Research Project
6736602
DESCRIPTION (provided by applicant): The proposed work will test the efficacy of proprietary combinations of opioid agonists and ultra-low-dose opioid antagonists in a rat model of neuropathic pain. A large body of work in rodent nociception assays has established that the addition of an ultra-low-dose opioid antagonist enhances the analgesic potency of the opioid agonist and also alleviates the analgesic tolerance and somatic withdrawal effects that accompany chronic administration of opioid agonists. These opioid agonist/antagonist combinations are currently in development by Pain Therapeutics, Inc. for non-neuropathic pain. Eiectrophysiological work supports the theory that ultra-low-dose opioid antagonists prevent opioid tolerance by blocking opioid receptors that have switched their signaling from an inhibitory to an excitatory mode that elicits hyperalgesia. In addition, it is hypothesized that similar excitatory signaling of opioid receptors underlies the paradoxical hyperalgesia caused by low doses of opioid agonists; ultra-low doses of opioid antagonists also convert this hyperalgesia to analgesia.
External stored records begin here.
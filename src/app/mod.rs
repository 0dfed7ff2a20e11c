//! Application layer coordinating state, events, and actions.
//!
//! Sits between the plugin runtime (main.rs) and the domain and fetch
//! layers. Nothing in here calls into Zellij.
//!
//! ```text
//! Keys / HTTP / Timers → Events → Event Handler → State Mutations → Actions → Side Effects
//!                                      ↑                                          ↓
//!                                      └────────── responses, timer ticks ────────┘
//! ```
//!
//! # Modules
//!
//! - [`actions`]: Side effect commands emitted by the event handler
//! - [`card`]: Primary action of an offering card
//! - [`filter`]: Search text and requirement filters
//! - [`handler`]: Event processing logic and state transition coordinator
//! - [`modes`]: Input mode
//! - [`selection`]: Selection lifecycle with its closing phase
//! - [`state`]: Central application state container and view model computation

pub mod actions;
pub mod card;
pub mod filter;
pub mod handler;
pub mod modes;
pub mod selection;
pub mod state;

pub use actions::{Action, Handoff};
pub use filter::FilterState;
pub use handler::{handle_event, Event};
pub use modes::InputMode;
pub use selection::{CloseToken, Selection, SelectionMachine, SelectionPhase};
pub use state::{AppState, ScreenSettings};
Importantly, neuropathic pain and hyperalgesia from either morphine tolerance or low doses of morphine activate descending pain facilitatory pathways and cause release of dynorphin in the spinal cord. In addition to assessing efficacy of opioid agonist/antagonist combinations in a neuropathic pain model, it is the aim of this proposal to measure the effects of this drug treatment on mechanisms of neuropathic pain and opioid tolerance. Efficacy will be assessed by measuring thermal hyperalgesia and tactile allodynia in L5/L6 spinal nerve ligated rats administered morphine or morphine + ultra-low-dose naltrexone for 7 days. Mechanistically, co-immunoprecipitation of the receptor and G alpha subunits will define G-protein signaling changes that may occur in opioid tolerance and/or in neuropathic pain; these studies will measure the activity of opioid agonist/antagonist combinations to prevent such cellular changes. Finally, on a systems level, quantification of spinal dynorphin will assess whether this opioid agonist/antagonist treatment can prevent the increase in spinal dynorphin that is a result of activation of descending pain facilitatory pathways in neuropathic pain and in opioid antinociceptive tolerance. Moreover, analgesia for neuropathic pain is a large unmet medical need, and there is strong rationale for this investigation.